As tough as the men are, the women may be tougher. It is a real pleasure to read a male writer who can tell a story from a satisfactory female point of view—the view of believable, equal women who live their lives with hope but without illusion. In “Junebelle” an elderly widow whose children have parked her in a retirement home plays along with her family and the staff but endures an anguished loneliness. In the lounge she chats first with the bartender, then with a man named Bud Long. By the end of the story Junebelle and Bud are allied in their outlook on the world. That is all, but it is enough to render them individual and real.

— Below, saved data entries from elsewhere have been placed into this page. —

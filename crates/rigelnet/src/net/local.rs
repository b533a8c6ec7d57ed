use std::cell::RefCell;
use std::collections::VecDeque;
use std::rc::Rc;

use crate::codec::Packet;
use crate::event::DisconnectReason;

#[derive(Debug, Default)]
struct LinkState {
    inboxes: [VecDeque<Packet>; 2],
    ended: Option<(DisconnectReason, String)>,
}

/// One side of an in-process connection between a server slot and a client.
#[derive(Debug, Clone)]
pub struct LocalLinkEnd {
    state: Rc<RefCell<LinkState>>,
    side: usize,
}

impl LocalLinkEnd {
    pub fn pair() -> (Self, Self) {
        let state = Rc::new(RefCell::new(LinkState::default()));
        (
            Self {
                state: Rc::clone(&state),
                side: 0,
            },
            Self { state, side: 1 },
        )
    }

    pub fn push_to_peer(&self, packets: Vec<Packet>) {
        let mut state = self.state.borrow_mut();
        state.inboxes[1 - self.side].extend(packets);
    }

    pub fn take_inbox(&self) -> Vec<Packet> {
        let mut state = self.state.borrow_mut();
        state.inboxes[self.side].drain(..).collect()
    }

    /// Marks the link ended. Only the first call records its reason.
    pub fn close(&self, reason: DisconnectReason, message: &str) {
        let mut state = self.state.borrow_mut();
        if state.ended.is_none() {
            state.ended = Some((reason, message.to_owned()));
        }
    }

    pub fn ended(&self) -> Option<(DisconnectReason, String)> {
        self.state.borrow().ended.clone()
    }
}

#[cfg(test)]
mod tests {
    use super::*;

    #[test]
    fn packets_cross_to_the_other_side() {
        let (a, b) = LocalLinkEnd::pair();
        a.push_to_peer(vec![Packet::from(vec![1u8]), Packet::from(vec![2u8])]);

        assert!(a.take_inbox().is_empty());
        let received = b.take_inbox();
        assert_eq!(received.len(), 2);
        assert_eq!(received[1].as_bytes(), &[2]);
        assert!(b.take_inbox().is_empty());
    }

    #[test]
    fn first_close_wins() {
        let (a, b) = LocalLinkEnd::pair();
        assert!(b.ended().is_none());

        a.close(DisconnectReason::Error, "boom");
        b.close(DisconnectReason::Graceful, "bye");
        assert_eq!(b.ended(), Some((DisconnectReason::Error, "boom".to_owned())));
    }
}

These stories make no attempt to explain themselves, and they do not insist upon significance. Like the characters they are about, they simply present themselves on the page unbuttressed by fanfare or symbolism or even a backstory. Surely this is a mark of a committed and confident author. Horack, a former lawyer who studied writing at Stanford University as a Stegner Fellow, now teaches there. Perhaps one can discern in the epigraph to this book a reason for his refusal to adorn his stories with epiphany or reflection. Citing Alfred North Whitehead, the epigraph reminds us that “the essence of dramatic tragedy...resides in the solemnity of the remorseless working of things.” Solemnity of this sort does not preclude humor or a happy ending. It does suggest a world whose flaws will be duly revealed.

Thus, in “The Redfish,” Hurricane Katrina comes to the fore:

 

The bossman called late Saturday and offered time-and-a-half cash wages in exchange for Luther’s help clearing the dock, a hand moving equipment into the warehouse while the rest of the city evacuated.

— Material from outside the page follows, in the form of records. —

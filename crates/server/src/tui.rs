use std::collections::VecDeque;

use ratatui::Frame;
use ratatui::layout::{Constraint, Direction, Layout, Rect};
use ratatui::style::{Color, Modifier, Style};
use ratatui::text::{Line, Span};
use ratatui::widgets::{Block, Borders, Gauge, Paragraph};

use crate::events::{LogEntry, Severity};
use crate::server::ServerStats;

const MAX_LOG_LINES: usize = 200;

#[derive(Default)]
pub struct TuiState {
    log: VecDeque<LogEntry>,
}

impl TuiState {
    pub fn push(&mut self, entry: LogEntry) {
        if self.log.len() == MAX_LOG_LINES {
            self.log.pop_front();
        }
        self.log.push_back(entry);
    }
}

pub fn render(frame: &mut Frame, state: &TuiState, stats: &ServerStats) {
    let chunks = Layout::default()
        .direction(Direction::Vertical)
        .margin(1)
        .constraints([
            Constraint::Length(3),
            Constraint::Length(5),
            Constraint::Length(7),
            Constraint::Length(7),
            Constraint::Min(0),
            Constraint::Length(3),
        ])
        .split(frame.area());

    render_header(frame, chunks[0], stats);
    render_status(frame, chunks[1], stats);
    render_network(frame, chunks[2], stats);
    render_chat(frame, chunks[3], stats);
    render_log(frame, chunks[4], state);
    render_help(frame, chunks[5]);
}

fn render_header(frame: &mut Frame, area: Rect, stats: &ServerStats) {
    let uptime = format_duration(stats.uptime_secs);
    let title = format!(" RigelNet Server - Uptime: {} ", uptime);

    let block = Block::default()
        .title(title)
        .borders(Borders::ALL)
        .border_style(Style::default().fg(Color::Cyan));

    let text = format!(
        "Tick: {}  |  Clients: {}  |  Objects: {} ({} idle)",
        stats.tick, stats.client_count, stats.object_count, stats.idle_objects
    );

    let paragraph = Paragraph::new(text)
        .block(block)
        .style(Style::default().fg(Color::White));

    frame.render_widget(paragraph, area);
}

fn render_status(frame: &mut Frame, area: Rect, stats: &ServerStats) {
    let block = Block::default()
        .title(" Slots ")
        .borders(Borders::ALL)
        .border_style(Style::default().fg(Color::Green));

    let client_ratio = if stats.max_clients == 0 {
        0.0
    } else {
        stats.client_count as f64 / stats.max_clients as f64
    };
    let gauge = Gauge::default()
        .block(block)
        .gauge_style(Style::default().fg(Color::Green))
        .ratio(client_ratio.min(1.0))
        .label(format!("{}/{} clients", stats.client_count, stats.max_clients));

    frame.render_widget(gauge, area);
}

fn render_network(frame: &mut Frame, area: Rect, stats: &ServerStats) {
    let block = Block::default()
        .title(" Network ")
        .borders(Borders::ALL)
        .border_style(Style::default().fg(Color::Yellow));

    let lines = vec![
        Line::from(vec![
            Span::styled("Bytes: ", Style::default().fg(Color::Gray)),
            Span::styled(
                format!(
                    "{} up / {} down",
                    format_bytes(stats.telemetry.upload_bytes),
                    format_bytes(stats.telemetry.download_bytes)
                ),
                Style::default().fg(Color::White),
            ),
        ]),
        Line::from(vec![
            Span::styled("Latency: ", Style::default().fg(Color::Gray)),
            Span::styled(
                format!("{:.1}ms mean", stats.mean_latency_ms),
                Style::default().fg(Color::White),
            ),
        ]),
        Line::from(vec![
            Span::styled("Rejected: ", Style::default().fg(Color::Gray)),
            Span::styled(
                stats.rejected_connections.to_string(),
                Style::default().fg(if stats.rejected_connections > 0 {
                    Color::Red
                } else {
                    Color::White
                }),
            ),
        ]),
        Line::from(vec![
            Span::styled("Simulated Loss: ", Style::default().fg(Color::Gray)),
            Span::styled(
                format!("{:.1}%", stats.packet_loss_percent),
                Style::default().fg(if stats.packet_loss_percent > 5.0 {
                    Color::Red
                } else {
                    Color::White
                }),
            ),
        ]),
    ];

    let paragraph = Paragraph::new(lines).block(block);
    frame.render_widget(paragraph, area);
}

fn render_chat(frame: &mut Frame, area: Rect, stats: &ServerStats) {
    let block = Block::default()
        .title(" Chat ")
        .borders(Borders::ALL)
        .border_style(Style::default().fg(Color::Magenta));

    let lines: Vec<Line> = stats
        .chat
        .iter()
        .map(|line| Line::from(Span::styled(line.as_str(), Style::default().fg(Color::White))))
        .collect();

    frame.render_widget(Paragraph::new(lines).block(block), area);
}

fn render_log(frame: &mut Frame, area: Rect, state: &TuiState) {
    let block = Block::default()
        .title(" Log ")
        .borders(Borders::ALL)
        .border_style(Style::default().fg(Color::Blue));

    let visible = area.height.saturating_sub(2) as usize;
    let skip = state.log.len().saturating_sub(visible);
    let lines: Vec<Line> = state
        .log
        .iter()
        .skip(skip)
        .map(|entry| {
            let color = match entry.severity {
                Severity::Info => Color::White,
                Severity::Warn => Color::Yellow,
            };
            Line::from(Span::styled(entry.message.as_str(), Style::default().fg(color)))
        })
        .collect();

    frame.render_widget(Paragraph::new(lines).block(block), area);
}

fn render_help(frame: &mut Frame, area: Rect) {
    let block = Block::default()
        .title(" Controls ")
        .borders(Borders::ALL)
        .border_style(Style::default().fg(Color::DarkGray));

    let text = Paragraph::new("Press 'q' or ESC to quit")
        .block(block)
        .style(
            Style::default()
                .fg(Color::DarkGray)
                .add_modifier(Modifier::ITALIC),
        );

    frame.render_widget(text, area);
}

fn format_duration(secs: u64) -> String {
    let hours = secs / 3600;
    let mins = (secs % 3600) / 60;
    let secs = secs % 60;
    format!("{:02}:{:02}:{:02}", hours, mins, secs)
}

fn format_bytes(bytes: u64) -> String {
    if bytes < 1024 {
        format!("{}B", bytes)
    } else if bytes < 1024 * 1024 {
        format!("{:.1}KB", bytes as f64 / 1024.0)
    } else if bytes < 1024 * 1024 * 1024 {
        format!("{:.1}MB", bytes as f64 / (1024.0 * 1024.0))
    } else {
        format!("{:.1}GB", bytes as f64 / (1024.0 * 1024.0 * 1024.0))
    }
}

Nine months out of Angola Prison, Luther, otherwise known as Redfish Jackson, wants no trouble, just a job. He declines to leave New Orleans as long as there is money to be made. When at last he and his girlfriend, Shonda, heading out, stop to pick up her mother, Luther learns that Shonda is already married—and her husband is holding a shotgun that is pointed at him. Shonda and her husband wrap him in duct tape.

By the time Luther gets his hands free, Shonda and her husband are gone. He finds her mother duct-taped in the closet. Gently, he removes the tape.

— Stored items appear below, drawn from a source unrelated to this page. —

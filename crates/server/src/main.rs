mod chat;
mod config;
mod events;
mod orbiters;
mod server;
mod tui;

use std::io;
use std::sync::atomic::Ordering;
use std::time::Duration;

use anyhow::Result;
use clap::Parser;
use crossterm::event::{self, Event, KeyCode, KeyEventKind};
use crossterm::terminal::{self, EnterAlternateScreen, LeaveAlternateScreen};
use crossterm::{cursor, execute};
use ratatui::Terminal;
use ratatui::backend::CrosstermBackend;

use config::ServerConfig;
use rigelnet::PacketLossSimulation;
use server::DemoServer;
use tui::TuiState;

#[derive(Parser)]
#[command(name = "rigelnet-server")]
#[command(about = "RigelNet demo server")]
struct Args {
    #[arg(short, long, default_value_t = rigelnet::DEFAULT_PORT)]
    port: u16,

    #[arg(short, long, default_value_t = 60)]
    tick_rate: u32,

    #[arg(short, long, default_value_t = 8)]
    max_clients: usize,

    #[arg(long, default_value = "rigel")]
    passphrase: String,

    #[arg(long, default_value_t = 12, help = "Number of synchronized orbiters")]
    orbiters: usize,

    #[arg(long, default_value_t = 5000, help = "Connection timeout in ms (0 disables)")]
    timeout_ms: u64,

    #[arg(long)]
    headless: bool,

    #[arg(long, help = "Enable packet loss simulation")]
    simulate_packet_loss: bool,

    #[arg(long, default_value_t = 0.0, help = "Packet loss percentage (0-100)")]
    loss_percent: f32,
}

fn main() -> Result<()> {
    let args = Args::parse();

    let packet_loss = args
        .simulate_packet_loss
        .then(|| PacketLossSimulation::new(args.loss_percent));

    let config = ServerConfig {
        port: args.port,
        tick_rate: args.tick_rate,
        max_clients: args.max_clients,
        orbiter_count: args.orbiters,
        passphrase: args.passphrase,
        timeout: Duration::from_millis(args.timeout_ms),
        packet_loss,
    };

    if args.headless {
        env_logger::Builder::from_env(env_logger::Env::default().default_filter_or("info")).init();
        let mut server = DemoServer::new(config)?;
        server.run();
        log::info!("Server shutting down");
    } else {
        let mut server = DemoServer::new(config)?;
        run_with_tui(&mut server)?;
    }

    Ok(())
}

fn run_with_tui(server: &mut DemoServer) -> io::Result<()> {
    terminal::enable_raw_mode()?;
    let mut stdout = io::stdout();
    execute!(stdout, EnterAlternateScreen, cursor::Hide)?;

    let backend = CrosstermBackend::new(stdout);
    let mut terminal = Terminal::new(backend)?;

    let running = server.running();
    let mut tui_state = TuiState::default();

    while running.load(Ordering::SeqCst) {
        server.tick_once();
        for entry in server.drain_log() {
            tui_state.push(entry);
        }

        if event::poll(Duration::from_millis(1))? {
            if let Event::Key(key) = event::read()? {
                if key.kind == KeyEventKind::Press
                    && matches!(key.code, KeyCode::Char('q') | KeyCode::Esc)
                {
                    running.store(false, Ordering::SeqCst);
                }
            }
        }

        let stats = server.stats();
        terminal.draw(|frame| {
            tui::render(frame, &tui_state, &stats);
        })?;
    }

    server.shutdown();

    terminal::disable_raw_mode()?;
    execute!(terminal.backend_mut(), LeaveAlternateScreen, cursor::Show)?;

    Ok(())
}
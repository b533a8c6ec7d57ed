use std::collections::VecDeque;

use super::types::Event;

pub const DEFAULT_EVENT_CAPACITY: usize = 256;

pub trait EventListener {
    fn on_event(&mut self, event: &Event);
}

impl<F: FnMut(&Event)> EventListener for F {
    fn on_event(&mut self, event: &Event) {
        self(event)
    }
}

#[derive(Debug, Clone, Copy, PartialEq, Eq, Hash)]
pub struct ListenerId(u64);

/// Fans node events out to listeners and keeps a bounded backlog for polling.
pub struct EventQueue {
    pending: VecDeque<Event>,
    max_pending: usize,
    listeners: Vec<(ListenerId, Box<dyn EventListener>)>,
    next_listener_id: u64,
}

impl Default for EventQueue {
    fn default() -> Self {
        Self::new(DEFAULT_EVENT_CAPACITY)
    }
}

impl EventQueue {
    pub fn new(max_pending: usize) -> Self {
        Self {
            pending: VecDeque::with_capacity(max_pending),
            max_pending: max_pending.max(1),
            listeners: Vec::new(),
            next_listener_id: 0,
        }
    }

    pub fn add_listener(&mut self, listener: Box<dyn EventListener>) -> ListenerId {
        let id = ListenerId(self.next_listener_id);
        self.next_listener_id += 1;
        self.listeners.push((id, listener));
        id
    }

    pub fn remove_listener(&mut self, id: ListenerId) -> bool {
        let before = self.listeners.len();
        self.listeners.retain(|(listener_id, _)| *listener_id != id);
        self.listeners.len() != before
    }

    pub fn push(&mut self, event: Event) {
        for (_, listener) in &mut self.listeners {
            listener.on_event(&event);
        }

        if self.pending.len() >= self.max_pending {
            if let Some(dropped) = self.pending.pop_front() {
                log::warn!("Event backlog full, dropping {:?}", dropped);
            }
        }
        self.pending.push_back(event);
    }

    pub fn extend(&mut self, events: impl IntoIterator<Item = Event>) {
        for event in events {
            self.push(event);
        }
    }

    pub fn poll(&mut self) -> Option<Event> {
        self.pending.pop_front()
    }

    pub fn len(&self) -> usize {
        self.pending.len()
    }

    pub fn is_empty(&self) -> bool {
        self.pending.is_empty()
    }

    pub fn clear(&mut self) {
        self.pending.clear();
    }
}
use super::packet::Packet;
use super::stream::{ExtractError, InputStream, OutputStream};

pub trait Encode {
    fn encode<S: OutputStream + ?Sized>(&self, out: &mut S);
}

pub trait Decode: Sized {
    fn decode<S: InputStream + ?Sized>(input: &mut S) -> Result<Self, ExtractError>;
}

impl<T: Encode + ?Sized> Encode for &T {
    fn encode<S: OutputStream + ?Sized>(&self, out: &mut S) {
        (**self).encode(out);
    }
}

macro_rules! impl_int_codec {
    ($($ty:ty),*) => {
        $(
            impl Encode for $ty {
                fn encode<S: OutputStream + ?Sized>(&self, out: &mut S) {
                    out.write_bytes(&self.to_be_bytes());
                }
            }

            impl Decode for $ty {
                fn decode<S: InputStream + ?Sized>(input: &mut S) -> Result<Self, ExtractError> {
                    let mut buf = [0u8; size_of::<$ty>()];
                    input.read_bytes_into(&mut buf)?;
                    Ok(<$ty>::from_be_bytes(buf))
                }
            }
        )*
    };
}

impl_int_codec!(i8, i16, i32, i64, u8, u16, u32, u64);

impl Encode for bool {
    fn encode<S: OutputStream + ?Sized>(&self, out: &mut S) {
        out.write_bytes(&[u8::from(*self)]);
    }
}

impl Decode for bool {
    fn decode<S: InputStream + ?Sized>(input: &mut S) -> Result<Self, ExtractError> {
        Ok(u8::decode(input)? != 0)
    }
}

impl Encode for f32 {
    fn encode<S: OutputStream + ?Sized>(&self, out: &mut S) {
        self.to_bits().encode(out);
    }
}

impl Decode for f32 {
    fn decode<S: InputStream + ?Sized>(input: &mut S) -> Result<Self, ExtractError> {
        Ok(f32::from_bits(u32::decode(input)?))
    }
}

impl Encode for f64 {
    fn encode<S: OutputStream + ?Sized>(&self, out: &mut S) {
        self.to_bits().encode(out);
    }
}

impl Decode for f64 {
    fn decode<S: InputStream + ?Sized>(input: &mut S) -> Result<Self, ExtractError> {
        Ok(f64::from_bits(u64::decode(input)?))
    }
}

/// Longest byte sequence a `u32` length prefix can describe.
pub const MAX_SEQUENCE_LEN: usize = u32::MAX as usize;

/// Prefix actually written for a sequence of `len` bytes.
fn wire_len(len: usize) -> u32 {
    u32::try_from(len).unwrap_or(u32::MAX)
}

/// Sequences longer than [`MAX_SEQUENCE_LEN`] are cut to that length so the
/// prefix always matches the bytes that follow it.
impl Encode for [u8] {
    fn encode<S: OutputStream + ?Sized>(&self, out: &mut S) {
        debug_assert!(
            self.len() <= MAX_SEQUENCE_LEN,
            "sequence of {} bytes exceeds the wire limit",
            self.len()
        );
        let len = wire_len(self.len());
        len.encode(out);
        out.write_bytes(&self[..len as usize]);
    }
}

impl Encode for Vec<u8> {
    fn encode<S: OutputStream + ?Sized>(&self, out: &mut S) {
        self.as_slice().encode(out);
    }
}

impl Decode for Vec<u8> {
    fn decode<S: InputStream + ?Sized>(input: &mut S) -> Result<Self, ExtractError> {
        let len = u32::decode(input)? as usize;
        input.read_vec(len)
    }
}

impl Encode for str {
    fn encode<S: OutputStream + ?Sized>(&self, out: &mut S) {
        self.as_bytes().encode(out);
    }
}

impl Encode for String {
    fn encode<S: OutputStream + ?Sized>(&self, out: &mut S) {
        self.as_str().encode(out);
    }
}

impl Decode for String {
    fn decode<S: InputStream + ?Sized>(input: &mut S) -> Result<Self, ExtractError> {
        let bytes = Vec::<u8>::decode(input)?;
        String::from_utf8(bytes).map_err(|_| {
            input.set_read_error();
            ExtractError::InvalidUtf8
        })
    }
}

impl Encode for Packet {
    fn encode<S: OutputStream + ?Sized>(&self, out: &mut S) {
        self.as_bytes().encode(out);
    }
}

impl Decode for Packet {
    fn decode<S: InputStream + ?Sized>(input: &mut S) -> Result<Self, ExtractError> {
        Ok(Packet::from(Vec::<u8>::decode(input)?))
    }
}

impl Encode for () {
    fn encode<S: OutputStream + ?Sized>(&self, _out: &mut S) {}
}

impl Decode for () {
    fn decode<S: InputStream + ?Sized>(_input: &mut S) -> Result<Self, ExtractError> {
        Ok(())
    }
}

macro_rules! impl_tuple_codec {
    ($($name:ident)+) => {
        impl<$($name: Encode),+> Encode for ($($name,)+) {
            #[allow(non_snake_case)]
            fn encode<S: OutputStream + ?Sized>(&self, out: &mut S) {
                let ($($name,)+) = self;
                $($name.encode(out);)+
            }
        }

        impl<$($name: Decode),+> Decode for ($($name,)+) {
            fn decode<S: InputStream + ?Sized>(input: &mut S) -> Result<Self, ExtractError> {
                Ok(($($name::decode(input)?,)+))
            }
        }
    };
}

impl_tuple_codec!(A);
impl_tuple_codec!(A B);
impl_tuple_codec!(A B C);
impl_tuple_codec!(A B C D);
impl_tuple_codec!(A B C D E);
impl_tuple_codec!(A B C D E F);
impl_tuple_codec!(A B C D E F G);
impl_tuple_codec!(A B C D E F G H);
impl_tuple_codec!(A B C D E F G H I);
impl_tuple_codec!(A B C D E F G H I J);
impl_tuple_codec!(A B C D E F G H I J K);
impl_tuple_codec!(A B C D E F G H I J K L);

Luther did time for a crime he did not commit, although he may have committed another. The real criminal finally confessed. (The police find black men interchangeable.) Luther and Shonda’s mother, Betty, create some soup and wait for Katrina to make landfall. He tries but cannot talk Betty into leaving her trailer. He saves himself.

Is there a touch of broad humor here? I think so, but it is a knotty kind of humor, more like that of Faulkner or Flannery than George Garrett or George Singleton.

“The High Place I Go” introduces us to a married nurse who is having an affair with a paraplegic veteran of the Iraq war; he is 15 years younger. “Of all the hospitals in all the towns in all the world,” she tells him, as if she were Bogart and he Bergman.

With memorable characters and interesting plots, The Southern Cross should make a favorable impression on its readers. But plot or character is not the star here, language is. Precise, informative, evocative, surprising, the language of these stories shines with hard brilliance. We hear how a rabbit farmer talks. “I was her husband,” he says, explaining himself to a young cop, the past tense exposing his sad loss of self. In “Borderlands” we read of one girl that “a pool of girls absorbed her like a bead of mercury.” The protagonist of the closing story “fished the back, dead-end waters above North Pass, stretching small nets along the trespasses and washout gaps where bayous bled into the swamp.”

Horack is a new, vigorous voice, not loud but splendidly clear.